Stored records
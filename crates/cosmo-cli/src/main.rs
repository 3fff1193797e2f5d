//! Cosmo CLI - Command-line interface
//!
//! Usage:
//!   cosmo extract <path> [--svg out.svg] [--json]
//!   cosmo fetch <url> [--svg out.svg] [--json]
//!   cosmo ask <path> <question>
//!   cosmo ask --url <url> <question>
//!   cosmo search <query> [--url <url>]
//!
//! Author: hephaex@gmail.com

use std::path::PathBuf;
use std::sync::Arc;

use anyhow::{bail, Context};
use clap::{Parser, Subcommand};
use tracing::{debug, info, info_span, warn, Instrument};
use tracing_subscriber::EnvFilter;

use cosmo_agent::FirecrawlAgent;
use cosmo_chat::{Assistant, ChatMode, ChatRequest, Exploration, Explorer, Session};
use cosmo_core::{AppConfig, SearchAgent};
use cosmo_parser::RawDocument;

#[derive(Parser)]
#[command(name = "cosmo")]
#[command(about = "MOSDAC knowledge explorer CLI")]
#[command(version)]
struct Cli {
    /// TOML configuration file; environment variables still override it
    #[arg(long, global = true, env = "COSMO_CONFIG")]
    config: Option<PathBuf>,

    #[command(subcommand)]
    command: Commands,
}

#[derive(Subcommand)]
enum Commands {
    /// Extract entities and relations from a .txt or .html file
    Extract {
        /// Path to the document
        path: PathBuf,
        #[command(flatten)]
        output: OutputArgs,
    },
    /// Fetch a web page and extract entities and relations
    Fetch {
        /// Page URL
        url: String,
        #[command(flatten)]
        output: OutputArgs,
    },
    /// Explore a document or page, then ask the knowledge base
    Ask {
        /// Explore this page instead of a file
        #[arg(long)]
        url: Option<String>,
        /// `<path> <question>`, or just `<question>` with --url
        #[arg(required = true, num_args = 1..=2)]
        args: Vec<String>,
    },
    /// Ask the web search agent
    Search {
        /// What to search for
        query: String,
        /// Restrict the analysis to this page
        #[arg(long)]
        url: Option<String>,
    },
}

impl Commands {
    fn name(&self) -> &'static str {
        match self {
            Commands::Extract { .. } => "extract",
            Commands::Fetch { .. } => "fetch",
            Commands::Ask { .. } => "ask",
            Commands::Search { .. } => "search",
        }
    }
}

#[derive(clap::Args)]
struct OutputArgs {
    /// Write the knowledge graph SVG to this file
    #[arg(long)]
    svg: Option<PathBuf>,
    /// Print the full result as JSON
    #[arg(long)]
    json: bool,
}

#[tokio::main]
async fn main() -> anyhow::Result<()> {
    dotenvy::dotenv().ok();

    let cli = Cli::parse();
    let config = load_config(cli.config.as_ref())?;
    init_tracing(&config);

    debug!(
        config_file = ?cli.config,
        agent_configured = config.agent.is_configured(),
        "Configuration loaded"
    );

    let span = info_span!("command", name = cli.command.name());
    run(cli.command, &config).instrument(span).await
}

async fn run(command: Commands, config: &AppConfig) -> anyhow::Result<()> {
    match command {
        Commands::Extract { path, output } => {
            info!(path = %path.display(), "Extracting document");
            let explorer = Explorer::new(config)?;
            let doc = RawDocument::from_path(&path)?;
            let exploration = explorer.explore_document(&mut Session::new(), &doc)?;
            report(exploration, &output)?;
        }
        Commands::Fetch { url, output } => {
            info!(%url, "Fetching page");
            let explorer = Explorer::new(config)?;
            let exploration = explorer.explore_url(&mut Session::new(), &url).await?;
            report(exploration, &output)?;
        }
        Commands::Ask { url, args } => {
            let (source, question) = split_ask_args(url, args)?;
            let explorer = Explorer::new(config)?;
            let mut session = Session::new();

            let exploration = match source {
                AskSource::File(path) => {
                    info!(path = %path.display(), "Exploring document");
                    let doc = RawDocument::from_path(&path)?;
                    explorer.explore_document(&mut session, &doc)?
                }
                AskSource::Url(url) => {
                    info!(%url, "Exploring page");
                    explorer.explore_url(&mut session, &url).await?
                }
            };
            debug!(
                triples = exploration.triple_count,
                %question,
                "Asking the knowledge base"
            );

            let reply = Assistant::default()
                .send(&mut session, ChatRequest::new(ChatMode::KnowledgeBase, question))
                .await?;
            println!("{}", reply.content);
        }
        Commands::Search { query, url } => {
            let agent = FirecrawlAgent::from_config(&config.agent)
                .map(|agent| Arc::new(agent) as Arc<dyn SearchAgent>);
            if agent.is_none() {
                warn!("FIRECRAWL_API_KEY is not set; the search agent is disabled");
            }
            info!(%query, url = ?url, "Searching");

            let mode = match url {
                Some(url) => ChatMode::UrlAnalysis { url },
                None => ChatMode::WebSearch,
            };

            let reply = Assistant::new(agent)
                .send(&mut Session::new(), ChatRequest::new(mode, query))
                .await?;
            println!("{}", reply.content);
        }
    }

    Ok(())
}

fn load_config(path: Option<&PathBuf>) -> anyhow::Result<AppConfig> {
    let config = match path {
        Some(path) => AppConfig::from_file(path)?.with_env_override()?,
        None => AppConfig::from_env()?,
    };
    Ok(config)
}

fn init_tracing(config: &AppConfig) {
    let filter = EnvFilter::try_from_default_env().unwrap_or_else(|_| "warn".into());
    let builder = tracing_subscriber::fmt()
        .with_env_filter(filter)
        .with_writer(std::io::stderr);

    if config.logging.json_format {
        builder.json().init();
    } else {
        builder.init();
    }
}

enum AskSource {
    File(PathBuf),
    Url(String),
}

fn split_ask_args(url: Option<String>, mut args: Vec<String>) -> anyhow::Result<(AskSource, String)> {
    match (url, args.len()) {
        (Some(url), 1) => Ok((AskSource::Url(url), args.remove(0))),
        (None, 2) => {
            let question = args.remove(1);
            Ok((AskSource::File(PathBuf::from(args.remove(0))), question))
        }
        (Some(_), _) => bail!("with --url, pass only the question"),
        (None, _) => bail!("pass a document path and a question, or --url and a question"),
    }
}

fn report(mut exploration: Exploration, output: &OutputArgs) -> anyhow::Result<()> {
    let svg = exploration.graph.take();

    match (&output.svg, &svg) {
        (Some(path), Some(svg)) => {
            std::fs::write(path, svg)
                .with_context(|| format!("failed to write {}", path.display()))?;
            info!(path = %path.display(), bytes = svg.len(), "Graph written");
            eprintln!("Graph written to {}", path.display());
        }
        (Some(path), None) => {
            warn!(path = %path.display(), "Nothing extracted, graph not written");
            eprintln!("No relations found; no graph written");
        }
        _ => {}
    }

    if output.json {
        println!("{}", serde_json::to_string_pretty(&exploration)?);
        return Ok(());
    }

    println!("Source:           {}", exploration.source);
    println!("Words:            {}", exploration.word_count);
    println!("Entity pairs:     {}", exploration.pair_count);
    println!("Relations:        {}", exploration.triple_count);
    println!("Unique entities:  {}", exploration.unique_entities);

    if !exploration.top_relations.is_empty() {
        println!("\nTop relations:");
        for triple in &exploration.top_relations {
            println!("  {triple}");
        }
    }

    Ok(())
}
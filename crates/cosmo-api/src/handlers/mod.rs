//! API handlers
//!
//! Author: hephaex@gmail.com

pub mod chat;
pub mod explore;
pub mod graph;
pub mod health;
pub mod sessions;

use chrono::{DateTime, Utc};
use cosmo_core::{ChatMessage, ChatRole, EntityPair, MessageKind, Triple};
use serde::{Deserialize, Serialize};
use utoipa::ToSchema;
use uuid::Uuid;

use crate::error::AppError;
use crate::state::{AppState, SharedSession};

/// Run CPU-bound work (extraction, layout, SVG) off the async workers
pub(crate) async fn run_blocking<T, F>(work: F) -> Result<T, AppError>
where
    F: FnOnce() -> cosmo_core::Result<T> + Send + 'static,
    T: Send + 'static,
{
    tokio::task::spawn_blocking(work)
        .await
        .map_err(|e| AppError::Internal(format!("Worker task failed: {e}")))?
        .map_err(AppError::from)
}

/// Look up a session or fail with 404
pub(crate) async fn require_session(
    state: &AppState,
    id: Uuid,
) -> Result<SharedSession, AppError> {
    state
        .session(id)
        .await
        .ok_or_else(|| AppError::NotFound(format!("Session {id}")))
}

/// Co-occurrence pair
#[derive(Debug, Clone, Serialize, Deserialize, ToSchema)]
pub struct PairDto {
    #[schema(example = "ISRO")]
    pub source: String,
    #[schema(example = "India")]
    pub target: String,
}

impl From<EntityPair> for PairDto {
    fn from(pair: EntityPair) -> Self {
        Self {
            source: pair.source,
            target: pair.target,
        }
    }
}

impl From<PairDto> for EntityPair {
    fn from(dto: PairDto) -> Self {
        EntityPair::new(dto.source, dto.target)
    }
}

/// Subject, predicate, object
#[derive(Debug, Clone, Serialize, Deserialize, ToSchema)]
pub struct TripleDto {
    #[schema(example = "INSAT")]
    pub subject: String,
    #[schema(example = "monitor")]
    pub predicate: String,
    #[schema(example = "Sea")]
    pub object: String,
}

impl From<Triple> for TripleDto {
    fn from(triple: Triple) -> Self {
        Self {
            subject: triple.subject,
            predicate: triple.predicate,
            object: triple.object,
        }
    }
}

impl From<TripleDto> for Triple {
    fn from(dto: TripleDto) -> Self {
        Triple::new(dto.subject, dto.predicate, dto.object)
    }
}

/// One conversation entry
#[derive(Debug, Clone, Serialize, ToSchema)]
pub struct MessageDto {
    /// `user` or `assistant`
    pub role: String,
    pub content: String,
    /// `plain` or `url_derived`
    pub kind: String,
    pub created_at: DateTime<Utc>,
}

impl From<&ChatMessage> for MessageDto {
    fn from(message: &ChatMessage) -> Self {
        let role = match message.role {
            ChatRole::User => "user",
            ChatRole::Assistant => "assistant",
        };
        let kind = match message.kind {
            MessageKind::Plain => "plain",
            MessageKind::UrlDerived => "url_derived",
        };
        Self {
            role: role.to_string(),
            content: message.content.clone(),
            kind: kind.to_string(),
            created_at: message.created_at,
        }
    }
}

* **Aim of the task**
List every line above that holds the word "impl".

* **Output for this task**
impl Commands {
impl From<EntityPair> for PairDto {
impl From<PairDto> for EntityPair {
impl From<Triple> for TripleDto {
impl From<TripleDto> for Triple {
impl From<&ChatMessage> for MessageDto {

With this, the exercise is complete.